▶ _Exercise aim_
Only the lines from the line containing "use profile_protocol::PublicKey;" to the end of the entries should be repeated, exactly as they appear.

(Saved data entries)
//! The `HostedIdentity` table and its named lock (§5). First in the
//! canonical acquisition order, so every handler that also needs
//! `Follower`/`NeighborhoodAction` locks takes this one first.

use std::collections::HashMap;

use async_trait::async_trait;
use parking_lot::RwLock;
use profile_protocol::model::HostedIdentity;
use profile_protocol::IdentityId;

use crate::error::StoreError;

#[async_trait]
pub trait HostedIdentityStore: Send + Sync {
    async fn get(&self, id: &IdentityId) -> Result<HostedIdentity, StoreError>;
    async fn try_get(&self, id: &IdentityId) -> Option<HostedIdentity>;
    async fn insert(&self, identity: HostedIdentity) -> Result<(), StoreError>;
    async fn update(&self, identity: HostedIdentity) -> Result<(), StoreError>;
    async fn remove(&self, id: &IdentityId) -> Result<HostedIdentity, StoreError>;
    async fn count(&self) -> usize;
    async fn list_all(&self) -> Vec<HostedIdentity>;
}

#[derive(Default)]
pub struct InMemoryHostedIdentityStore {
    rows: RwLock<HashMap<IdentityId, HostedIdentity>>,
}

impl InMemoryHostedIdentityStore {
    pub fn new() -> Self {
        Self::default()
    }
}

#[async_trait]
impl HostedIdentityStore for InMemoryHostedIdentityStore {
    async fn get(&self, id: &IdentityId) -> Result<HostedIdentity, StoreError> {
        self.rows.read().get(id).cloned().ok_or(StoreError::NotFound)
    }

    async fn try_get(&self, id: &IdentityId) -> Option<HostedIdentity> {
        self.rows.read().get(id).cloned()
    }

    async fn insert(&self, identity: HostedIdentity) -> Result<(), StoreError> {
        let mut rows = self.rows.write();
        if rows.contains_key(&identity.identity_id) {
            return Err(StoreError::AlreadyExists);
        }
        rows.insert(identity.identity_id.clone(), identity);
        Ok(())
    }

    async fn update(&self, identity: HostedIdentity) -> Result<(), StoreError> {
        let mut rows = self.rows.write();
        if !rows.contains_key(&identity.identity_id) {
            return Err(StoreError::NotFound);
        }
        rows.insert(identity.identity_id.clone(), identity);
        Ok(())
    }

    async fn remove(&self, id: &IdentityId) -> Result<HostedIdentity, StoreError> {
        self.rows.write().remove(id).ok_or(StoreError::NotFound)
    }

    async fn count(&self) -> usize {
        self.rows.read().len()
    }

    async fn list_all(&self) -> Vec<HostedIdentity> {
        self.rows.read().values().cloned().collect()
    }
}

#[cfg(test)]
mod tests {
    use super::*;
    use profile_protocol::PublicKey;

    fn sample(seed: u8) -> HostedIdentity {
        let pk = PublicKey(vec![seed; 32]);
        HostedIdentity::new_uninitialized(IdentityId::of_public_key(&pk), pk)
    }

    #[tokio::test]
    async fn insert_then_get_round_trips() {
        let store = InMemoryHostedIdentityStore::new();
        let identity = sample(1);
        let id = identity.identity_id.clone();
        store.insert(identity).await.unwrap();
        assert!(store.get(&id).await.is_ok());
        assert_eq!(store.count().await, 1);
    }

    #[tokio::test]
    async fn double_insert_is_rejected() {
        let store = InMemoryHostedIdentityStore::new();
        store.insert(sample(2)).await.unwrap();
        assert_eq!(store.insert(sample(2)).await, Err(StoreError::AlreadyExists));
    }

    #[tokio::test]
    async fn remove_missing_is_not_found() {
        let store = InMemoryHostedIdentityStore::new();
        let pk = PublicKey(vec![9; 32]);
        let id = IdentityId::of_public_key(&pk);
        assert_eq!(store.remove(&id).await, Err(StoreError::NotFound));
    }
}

▶ _Answer area_
    use profile_protocol::PublicKey;

    fn sample(seed: u8) -> HostedIdentity {
        let pk = PublicKey(vec![seed; 32]);
        HostedIdentity::new_uninitialized(IdentityId::of_public_key(&pk), pk)
    }

    #[tokio::test]
    async fn insert_then_get_round_trips() {
        let store = InMemoryHostedIdentityStore::new();
        let identity = sample(1);
        let id = identity.identity_id.clone();
        store.insert(identity).await.unwrap();
        assert!(store.get(&id).await.is_ok());
        assert_eq!(store.count().await, 1);
    }

    #[tokio::test]
    async fn double_insert_is_rejected() {
        let store = InMemoryHostedIdentityStore::new();
        store.insert(sample(2)).await.unwrap();
        assert_eq!(store.insert(sample(2)).await, Err(StoreError::AlreadyExists));
    }

    #[tokio::test]
    async fn remove_missing_is_not_found() {
        let store = InMemoryHostedIdentityStore::new();
        let pk = PublicKey(vec![9; 32]);
        let id = IdentityId::of_public_key(&pk);
        assert_eq!(store.remove(&id).await, Err(StoreError::NotFound));
    }
}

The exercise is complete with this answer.